Attualmente potrebbe essere estremamente interessante per i professionisti verificare se tra i propri clienti vi siano casi che potrebbero avere rilevanza penale al fine di considerare le ipotesi di voluntary disclosure, o altre alternative.

2. Casi di esclusione della punibilità penale
L’articolo 5-quinquies – introdotto nel decreto-legge n. 167 del 1990 dall’articolo 1 del disegno di legge in oggetto – alla lettera a) del comma 1 prevede che, nei confronti di coloro che aderiscano alla collaborazione volontaria, sia esclusa la punibilità per i seguenti reati tributari previsti dal decreto legislativo 10 marzo 2000, n. 74:
a) dichiarazione fraudolenta mediante uso di fatture o altri documenti per operazioni inesistenti (articolo 2);
b) dichiarazione fraudolenta mediante altri artifici (articolo 3);
c) dichiarazione infedele (articolo 4);
d) omessa dichiarazione (articolo 5);
e) omesso versamento di ritenute certificate (articolo 10-bis);
f) omesso versamento dell’IVA (articolo 10-ter). Resta ferma, invece, la punibilità per i reati di:
g) emissione di fatture o altri documenti per operazioni inesistenti (articolo 8 del decreto legislativo n. 74 del 2000);
h) occultamento o distruzione di documenti contabili (articolo 10);
i) indebita compensazione (articolo 10-quater) e
j) sottrazione fraudolenta al pagamento di imposte (articolo 11).
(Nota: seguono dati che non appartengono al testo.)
use axum::{body::Body, http::Request, middleware::Next, response::Response};

use shared_models::error::AppError;
use shared_models::Role;
use shared_utils::extractor::extract_user;

/// Must run after `auth_middleware` has attached the caller.
pub async fn admin_only(request: Request<Body>, next: Next) -> Result<Response, AppError> {
    let user = extract_user(&request)?;
    user.require_role(Role::Administrator)?;
    Ok(next.run(request).await)
}
impl Appointment {
    pub fn starts_at(&self) -> NaiveDateTime {
        self.date.and_time(self.time)
    }

    pub fn start_minutes(&self) -> i64 {
        minutes_of(self.time)
    }

    pub fn end_minutes(&self) -> i64 {
        self.start_minutes() + self.duration_minutes
    }
}

/// Appointment joined with the display names shown in lists.
#[derive(Debug, Clone, Serialize, sqlx::FromRow)]
pub struct AppointmentView {
    #[sqlx(flatten)]
    #[serde(flatten)]
    pub appointment: Appointment,
    pub client_name: String,
    pub doctor_name: String,
}

// ==============================================================================
// AVAILABILITY MODELS
// ==============================================================================

#[derive(Debug, Clone, Copy, PartialEq, Eq, Serialize, Deserialize, sqlx::Type)]
#[serde(rename_all = "lowercase")]
#[sqlx(rename_all = "lowercase")]
pub enum Recurrence {
    #[serde(rename = "none", alias = "once")]
    #[sqlx(rename = "none")]
    Once,
    Daily,
    Weekly,
    Monthly,
}

impl Default for Recurrence {
    fn default() -> Self {
        Recurrence::Once
    }
}

#[derive(Debug, Clone, Serialize, sqlx::FromRow)]
pub struct Availability {
    pub id: i64,
    pub doctor_id: i64,
    pub date: NaiveDate,
    #[serde(serialize_with = "serialize_hhmm")]
    pub start_time: NaiveTime,
    #[serde(serialize_with = "serialize_hhmm")]
    pub end_time: NaiveTime,
    pub recurrence: Recurrence,
    pub recurrence_end_date: Option<NaiveDate>,
    pub created_at: DateTime<Utc>,
    pub updated_at: DateTime<Utc>,
}

impl Availability {
    pub fn occurs_on(&self, day: NaiveDate) -> bool {
        occurs_on(self.date, self.recurrence, self.recurrence_end_date, day)
    }

    /// True when at least one occurrence falls inside `[from, to]`.
    pub fn occurs_between(&self, from: NaiveDate, to: NaiveDate) -> bool {
        if to < from || to < self.date {
            return false;
        }
        let first = from.max(self.date);
        first
            .iter_days()
            .take_while(|day| *day <= to)
            .take(366)
            .any(|day| self.occurs_on(day))
    }

    pub fn window(&self) -> (NaiveTime, NaiveTime) {
        (self.start_time, self.end_time)
    }
}

pub fn occurs_on(
    first: NaiveDate,
    recurrence: Recurrence,
    until: Option<NaiveDate>,
    day: NaiveDate,
) -> bool {
    if day < first {
        return false;
    }
    if let Some(end) = until {
        if day > end {
            return false;
        }
    }

    match recurrence {
        Recurrence::Once => day == first,
        Recurrence::Daily => true,
        Recurrence::Weekly => day.weekday() == first.weekday(),
        Recurrence::Monthly => day.day() == first.day(),
    }
}

// ==============================================================================
// SLOT MODELS
// ==============================================================================

#[derive(Debug, Clone, Copy, PartialEq, Eq, Serialize, Deserialize)]
#[serde(rename_all = "lowercase")]
pub enum Period {
    Morning,
    Afternoon,
    Evening,
}

impl Period {
    pub fn of(time: NaiveTime) -> Self {
        match time.hour() {
            0..=11 => Period::Morning,
            12..=16 => Period::Afternoon,
            _ => Period::Evening,
        }
    }
}

impl FromStr for Period {
    type Err = String;

    fn from_str(s: &str) -> Result<Self, Self::Err> {
        match s.to_ascii_lowercase().as_str() {
            "morning" | "matin" => Ok(Period::Morning),
            "afternoon" | "apres-midi" => Ok(Period::Afternoon),
            "evening" | "soir" => Ok(Period::Evening),
            other => Err(format!("Unknown period: {}", other)),
        }
    }
}

#[derive(Debug, Clone, PartialEq, Eq, Serialize)]
pub struct TimeSlot {
    #[serde(serialize_with = "serialize_hhmm")]
    pub start: NaiveTime,
    #[serde(serialize_with = "serialize_hhmm")]
    pub end: NaiveTime,
    pub period: Period,
}

#[derive(Debug, Clone, Serialize, sqlx::FromRow)]
pub struct DoctorSummary {
    pub id: i64,
    pub first_name: String,
    pub last_name: String,
    pub email: String,
    pub phone: Option<String>,
}

// ==============================================================================
// REQUEST MODELS
// ==============================================================================

#[derive(Debug, Clone, Deserialize)]
pub struct BookAppointmentRequest {
    /// Ignored for patient bookings, which always use the caller's record.
    pub client_id: Option<i64>,
    /// Ignored for doctor bookings, which always use the caller.
    pub doctor_id: Option<i64>,
    pub date: String,
    pub time: String,
    pub duration_minutes: Option<i64>,
    pub reason: Option<String>,
    pub notes: Option<String>,
    pub notify_email: Option<bool>,
    pub notify_sms: Option<bool>,
}

#[derive(Debug, Clone, PartialEq)]
pub struct NewAppointment {
    pub client_id: i64,
    pub doctor_id: i64,
    pub date: NaiveDate,
    pub time: NaiveTime,
    pub duration_minutes: i64,
    pub reason: Option<String>,
    pub notes: Option<String>,
    pub notify_email: Option<bool>,
    pub notify_sms: Option<bool>,
}

impl BookAppointmentRequest {
    /// `client_id` and `doctor_id` override the body when the caller's role
    /// fixes them.
    pub fn validate(
        self,
        client_id: Option<i64>,
        doctor_id: Option<i64>,
        default_duration: i64,
    ) -> Result<NewAppointment, AppError> {
        let mut errors = FieldErrors::new();

        let client_id = client_id.or(self.client_id);
        errors.check(client_id.is_some(), "client_id", "client_id is required");
        let doctor_id = doctor_id.or(self.doctor_id);
        errors.check(doctor_id.is_some(), "doctor_id", "doctor_id is required");

        let date = errors.date(&self.date, "date");
        let time = errors.time(&self.time, "time");
        let duration_minutes = self.duration_minutes.unwrap_or(default_duration);
        errors.duration(duration_minutes, "duration_minutes");

        errors.into_result()?;

        match (client_id, doctor_id, date, time) {
            (Some(client_id), Some(doctor_id), Some(date), Some(time)) => Ok(NewAppointment {
                client_id,
                doctor_id,
                date,
                time,
                duration_minutes,
                reason: self.reason.filter(|r| !r.trim().is_empty()),
                notes: self.notes,
                notify_email: self.notify_email,
                notify_sms: self.notify_sms,
            }),
            _ => Err(AppError::BadRequest("Invalid appointment request".to_string())),
        }
    }
}

#[derive(Debug, Clone, Default, Deserialize)]
pub struct UpdateAppointmentRequest {
    pub date: Option<String>,
    pub time: Option<String>,
    pub duration_minutes: Option<i64>,
    pub reason: Option<String>,
    pub notes: Option<String>,
    pub notify_email: Option<bool>,
    pub notify_sms: Option<bool>,
}

#[derive(Debug, Clone, Default, PartialEq)]
pub struct AppointmentChanges {
    pub date: Option<NaiveDate>,
    pub time: Option<NaiveTime>,
    pub duration_minutes: Option<i64>,
    pub reason: Option<String>,
    pub notes: Option<String>,
    pub notify_email: Option<bool>,
    pub notify_sms: Option<bool>,
}

impl AppointmentChanges {
    pub fn moves_slot(&self) -> bool {
        self.date.is_some() || self.time.is_some() || self.duration_minutes.is_some()
    }
}

impl UpdateAppointmentRequest {
    pub fn validate(self) -> Result<AppointmentChanges, AppError> {
        let mut errors = FieldErrors::new();

        let date = self.date.as_deref().and_then(|d| errors.date(d, "date"));
        let time = self.time.as_deref().and_then(|t| errors.time(t, "time"));
        if let Some(duration) = self.duration_minutes {
            errors.duration(duration, "duration_minutes");
        }

        errors.into_result()?;

        Ok(AppointmentChanges {
            date,
            time,
            duration_minutes: self.duration_minutes,
            reason: self.reason,
            notes: self.notes,
            notify_email: self.notify_email,
            notify_sms: self.notify_sms,
        })
    }
}

#[derive(Debug, Clone, Deserialize)]
pub struct UpdateStatusRequest {
    pub status: AppointmentStatus,
}

/// Query-string filters shared by every appointment listing.
#[derive(Debug, Clone, Default, Deserialize)]
pub struct AppointmentQuery {
    pub client_id: Option<i64>,
    pub doctor_id: Option<i64>,
    pub status: Option<AppointmentStatus>,
    pub date_from: Option<String>,
    pub date_to: Option<String>,
    pub page: Option<u32>,
    pub limit: Option<u32>,
}

#[derive(Debug, Clone, Default, PartialEq)]
pub struct AppointmentFilters {
    pub client_id: Option<i64>,
    pub doctor_id: Option<i64>,
    pub status: Option<AppointmentStatus>,
    pub date_from: Option<NaiveDate>,
    pub date_to: Option<NaiveDate>,
}

impl AppointmentQuery {
    pub fn filters(&self) -> Result<AppointmentFilters, AppError> {
        let mut errors = FieldErrors::new();
        let date_from = self.date_from.as_deref().and_then(|d| errors.date(d, "date_from"));
        let date_to = self.date_to.as_deref().and_then(|d| errors.date(d, "date_to"));
        errors.into_result()?;

        Ok(AppointmentFilters {
            client_id: self.client_id,
            doctor_id: self.doctor_id,
            status: self.status,
            date_from,
            date_to,
        })
    }
}

#[derive(Debug, Clone, Deserialize)]
pub struct SlotQuery {
    pub date: String,
    pub duration: Option<i64>,
    pub period: Option<String>,
}

#[derive(Debug, Clone, Deserialize)]
pub struct CreateAvailabilityRequest {
    /// Only honoured for administrators; doctors always create their own.
    pub doctor_id: Option<i64>,
    pub date: String,
    pub start_time: String,
    pub end_time: String,
    #[serde(default)]
    pub recurrence: Recurrence,
    pub recurrence_end_date: Option<String>,
}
Qualche perplessità sussiste in merito alla differente irrogazione di pena per i reati di dichiarazione fraudolenta mediante uso di fatture per operazioni inesistenti (non punibile) e quello di emissione di fatture per operazioni inesistenti (punibile).

La perplessità nasce proprio dalla tipologia di questi reati, che a parere di chi scrive, appaiono essere simili tanto che la pena comminata è sostanzialmente identica.

Si vuole sottolineare come per il reato di dichiarazione fraudolenta attraverso l’uso di fatture per operazioni inesistenti, la norma preveda la non punibilità, per coloro i quali invece hanno dichiarato falsa fatturazione al fine di recare direttamente un danno all’Erario sussiste la piena punibilità .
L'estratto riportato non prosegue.